Before I realized that the brms built-in negative binomial was parameterized the way I needed, I had started to create my own custom family. I found that in some circumstances the fit converged better with the custom family than in the built-in. Below is an example that shows the custom family sampling better than the built-in. I compared the stancode and it differs in a couple of places…that is shown below the R code.
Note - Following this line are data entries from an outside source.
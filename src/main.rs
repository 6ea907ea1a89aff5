//! nyamatrix - bulk recalculation of scores and statistics for bancho.py servers.

/*
 * nyamatrix
 *
 * Copyright (C) 2024  nyamatrix contributors
 *
 * This program is free software: you can redistribute it and/or modify
 * it under the terms of the GNU General Public License as published by
 * the Free Software Foundation, either version 3 of the License, or
 * (at your option) any later version.
 *
 * This program is distributed in the hope that it will be useful,
 * but WITHOUT ANY WARRANTY; without even the implied warranty of
 * MERCHANTABILITY or FITNESS FOR A PARTICULAR PURPOSE. See the
 * GNU General Public License for more details.
 *
 * You should have received a copy of the GNU General Public License
 * along with this program. If not, see https://www.gnu.org/licenses.
 */

#[macro_use]
extern crate tracing as _;

use std::sync::Arc;

use color_eyre::Section;
use color_eyre::eyre::{self, WrapErr};
use nyamatrix::database::{self, Pool};
use nyamatrix::filter::Filter;
use nyamatrix::leaderboard::{self, RedisLeaderboard};
use nyamatrix::performance::RosuCalculator;
use nyamatrix::recalc::{self, DatabaseSink};
use nyamatrix::status::{self, FailedPlays};
use nyamatrix::{pipeline, statistics};

mod cli;
mod config;
mod runtime;
mod telemetry;

use self::cli::{Args, Command};
use self::config::Config;

fn main() -> eyre::Result<()>
{
	color_eyre::install()?;

	let args = cli::args();
	let mut config = Config::load(args.config_path.as_deref())?;

	args.apply_to_config(&mut config);

	let _guard = telemetry::init(&config.tracing).wrap_err("failed to initialize tracing")?;

	runtime::build(&config.runtime)
		.wrap_err("failed to build tokio runtime")?
		.block_on(run(args, config))
}

async fn run(args: Args, config: Config) -> eyre::Result<()>
{
	let filter = args.filter.into_filter(&config.recalculation.default_modes);
	let pool = database::connect(config.database.connect_options(config.recalculation.workers)?)
		.await
		.wrap_err("failed to connect to database")?;

	match args.command {
		Command::Performance => {
			recalc::recalculate(
				&pool,
				&filter,
				calculator(&config),
				performance_sink(&pool, &config),
				config.recalculation.options(),
			)
			.await?;
		},
		Command::Statuses { include_failed, dry_run: true } => {
			status::preview(&pool, &filter, FailedPlays::from(include_failed)).await?;
		},
		Command::Statuses { include_failed, dry_run: false } => {
			status::reconcile(&pool, &filter, FailedPlays::from(include_failed)).await?;
		},
		Command::Statistics { tiers, publish } => {
			statistics::aggregate(&pool, &filter, tiers.into()).await?;

			if publish {
				republish(&pool, &filter, &config).await?;
			}
		},
		Command::Leaderboard => {
			republish(&pool, &filter, &config).await?;
		},
		Command::Recalc { include_failed, tiers } => {
			let mut publisher = connect_cache(&config).await?;
			let options = pipeline::Options::builder()
				.recalculation(config.recalculation.options())
				.failed(FailedPlays::from(include_failed))
				.tiers(tiers.into())
				.batch_size(config.leaderboard.batch_size)
				.build();

			let outcome = pipeline::run(
				&pool,
				&filter,
				calculator(&config),
				performance_sink(&pool, &config),
				Some(&mut publisher),
				options,
			)
			.await?;

			let failed_stages = [
				("performance", outcome.performance.is_none()),
				("statuses", outcome.statuses.is_none()),
				("statistics", outcome.statistics.is_none()),
				("leaderboard", outcome.leaderboard.is_none()),
			]
			.into_iter()
			.filter_map(|(stage, failed)| failed.then_some(stage))
			.collect::<Vec<_>>();

			if !failed_stages.is_empty() {
				return Err(eyre::eyre!("some stages failed: {}", failed_stages.join(", ")))
					.suggestion("check the log for details; every stage can be re-run on its own");
			}
		},
		Command::Profile { user, mode } => {
			let profile = statistics::profile(&pool, user, mode).await?;

			info!(
				%user,
				%mode,
				plays = profile.computed.plays,
				weighted = profile.computed.weighted,
				bonus = profile.computed.bonus,
				pp = profile.computed.total(),
				accuracy = profile.computed.accuracy,
				stored_pp = profile.stored.map(|stored| stored.pp),
				stored_accuracy = profile.stored.map(|stored| stored.acc),
				"computed profile",
			);
		},
	}

	info!("done");

	Ok(())
}

fn calculator(config: &Config) -> Arc<RosuCalculator>
{
	Arc::new(RosuCalculator::new(config.beatmaps.directory.clone()))
}

fn performance_sink(pool: &Pool, config: &Config) -> Arc<DatabaseSink>
{
	Arc::new(DatabaseSink::new(pool.clone(), config.recalculation.write_chunk_size))
}

async fn connect_cache(config: &Config) -> eyre::Result<RedisLeaderboard>
{
	RedisLeaderboard::connect(&config.cache.url, &config.cache.key_prefix)
		.await
		.wrap_err("failed to connect to cache")
		.suggestion("check `cache.url` in the configuration file or pass `--redis-url`")
}

async fn republish(pool: &Pool, filter: &Filter, config: &Config) -> eyre::Result<u64>
{
	let mut publisher = connect_cache(config).await?;
	let published = leaderboard::republish(
		pool,
		filter,
		&mut publisher,
		config.leaderboard.batch_size,
		config.recalculation.progress_interval,
	)
	.await?;

	Ok(published)
}
use bancho::{GameMode, MapMode, MapStatus, ScoreStatus};
use time::OffsetDateTime;

use super::SqlBuilder;
use crate::filter::Filter;
use crate::ids::UserId;

/// A single condition on plays (`scores s`) joined with their beatmap (`maps m`).
#[derive(Debug, Clone, PartialEq, Eq)]
pub enum Predicate
{
	/// `s.status > 0`
	Eligible,

	/// `s.status IN (…)`
	ScoreStatusIn(Vec<ScoreStatus>),

	/// `s.mode IN (…)`
	ModeIn(Vec<GameMode>),

	/// `s.userid IN (…)`
	UserIn(Vec<UserId>),

	/// `m.status IN (…)`
	MapStatusIn(Vec<MapStatus>),

	/// `m.mode IN (…)`
	MapModeIn(Vec<MapMode>),

	/// `s.play_time >= ?`
	PlayedAfter(OffsetDateTime),

	/// `s.play_time < ?`
	PlayedBefore(OffsetDateTime),

	/// `s.grade != 'F'`
	NotFailed,
}

impl Predicate
{
	pub fn render(&self, sql: &mut SqlBuilder)
	{
		match self {
			Self::Eligible => {
				sql.push("s.status > 0");
			},
			Self::ScoreStatusIn(statuses) => {
				sql.push("s.status IN ")
					.push_list(statuses.iter().map(|&status| i64::from(i8::from(status))));
			},
			Self::ModeIn(modes) => {
				sql.push("s.mode IN ")
					.push_list(modes.iter().map(|&mode| i64::from(u8::from(mode))));
			},
			Self::UserIn(user_ids) => {
				sql.push("s.userid IN ")
					.push_list(user_ids.iter().map(|user_id| i64::from(user_id.get())));
			},
			Self::MapStatusIn(statuses) => {
				sql.push("m.status IN ")
					.push_list(statuses.iter().map(|&status| i64::from(i8::from(status))));
			},
			Self::MapModeIn(modes) => {
				sql.push("m.mode IN ")
					.push_list(modes.iter().map(|&mode| i64::from(u8::from(mode))));
			},
			Self::PlayedAfter(timestamp) => {
				sql.push("s.play_time >= ").push_bind(*timestamp);
			},
			Self::PlayedBefore(timestamp) => {
				sql.push("s.play_time < ").push_bind(*timestamp);
			},
			Self::NotFailed => {
				sql.push("s.grade != 'F'");
			},
		}
	}
}

/// A conjunction of [`Predicate`]s.
#[derive(Debug, Default, Clone, PartialEq, Eq)]
pub struct Conditions(Vec<Predicate>);

impl Conditions
{
	/// Translates a [`Filter`] into conditions on `scores s` joined with `maps m`.
	///
	/// The order of the predicates is fixed, and a missing status filter turns into
	/// [`Predicate::Eligible`], so this never returns an empty set of conditions.
	pub fn for_plays(filter: &Filter) -> Self
	{
		let mut predicates = Vec::new();

		if filter.score_statuses.is_empty() {
			predicates.push(Predicate::Eligible);
		} else {
			predicates.push(Predicate::ScoreStatusIn(filter.score_statuses.iter().copied().collect()));
		}

		if !filter.modes.is_empty() {
			predicates.push(Predicate::ModeIn(filter.modes.iter().copied().collect()));
		}

		if !filter.user_ids.is_empty() {
			predicates.push(Predicate::UserIn(filter.user_ids.iter().copied().collect()));
		}

		if !filter.map_statuses.is_empty() {
			predicates.push(Predicate::MapStatusIn(filter.map_statuses.iter().copied().collect()));
		}

		if !filter.map_modes.is_empty() {
			predicates.push(Predicate::MapModeIn(filter.map_modes.iter().copied().collect()));
		}

		if let Some(after) = filter.played.after {
			predicates.push(Predicate::PlayedAfter(after));
		}

		if let Some(before) = filter.played.before {
			predicates.push(Predicate::PlayedBefore(before));
		}

		Self(predicates)
	}

	pub fn and(mut self, predicate: Predicate) -> Self
	{
		self.0.push(predicate);
		self
	}

	pub fn predicates(&self) -> &[Predicate]
	{
		&self.0
	}

	/// Pushes ` WHERE a AND b …`, or nothing at all if there are no conditions.
	pub fn render_where(&self, sql: &mut SqlBuilder)
	{
		for (idx, predicate) in self.0.iter().enumerate() {
			sql.push(if idx == 0 { " WHERE " } else { " AND " });
			predicate.render(sql);
		}
	}
}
The question is why the methods of fitting perform differently and if I am using the brms built-in negative binomial incorrectly. I hope not to debate whether my simulation, model, or priors make sense (unless that directly pertains to why the methods perform differently), sense they were chosen to illustrate the issue.

Set up…

library(rstan)
rstan_options(auto_write = TRUE)
options(mc.cores = parallel::detectCores())
library(brms)
library(tidyverse)
library(diffobj)

Create custom family

neg_binomial_2 <- custom_family("neg_binomial_2",
                                dpars = c("mu", "phi"),
                                links =c("log", "log"),
                                type = "int")

Create a simulated data set

set.seed(23)
n <- 1000
df <- tibble(
  count=rnbinom(n=n,
                size=c(1,10), #different shape per treatment
                mu=c(10,4)), #different mean per treatment
  treatment=rep(c("A","B"), n/2),
group=as.character(rep(1:10,each=n/10))) #some grouping factor

df <- df %>%
  group_by(group) %>%
  mutate(count =  count + rnbinom(n=1, size=20, mu=1)) # add a grouping effect
# I am not actually going to use the grouping effect in the initial models 
# but having the unaccounted for noise in the data helps to illustrate the differences between 
# the built-in in and the custom family.  The issue can persist when the grouping effects
# are included in the model.

head(df,12)

df %>% group_by(treatment) %>%
  summarize(mean=mean(count), variance=var(count),
            phi=mean(count)^2 / (var(count) - mean(count)))

Fit using built-in

system.time(fit1 <- brm(bf(count ~ treatment, shape ~ treatment),
            family = negbinomial(),
            prior=set_prior("student_t(3,0,10)", class="b"), 
            data=df))

summary(fit1)

The above takes about 1400 seconds on my computer (4core Mac). The effective samples are all less than 10, and Rhat is >> 1.

Fit using custom family

system.time(fit2 <- brm(bf(count ~ treatment, phi ~ treatment),
            family = neg_binomial_2,
            prior=set_prior("student_t(3,0,10)", class="b"),
            data = df))

summary(fit2)

The custom family fit takes about 200 seconds. The effective samples are >1000 for 3 of the 4 parameters and Rhat is 1.00 for those three and 1.04 for the last. So something is clearly different.

Stancode differences

diffObj(stancode(fit1), stancode(fit2))

Apart from the trivial (phi vs shape), the following are different.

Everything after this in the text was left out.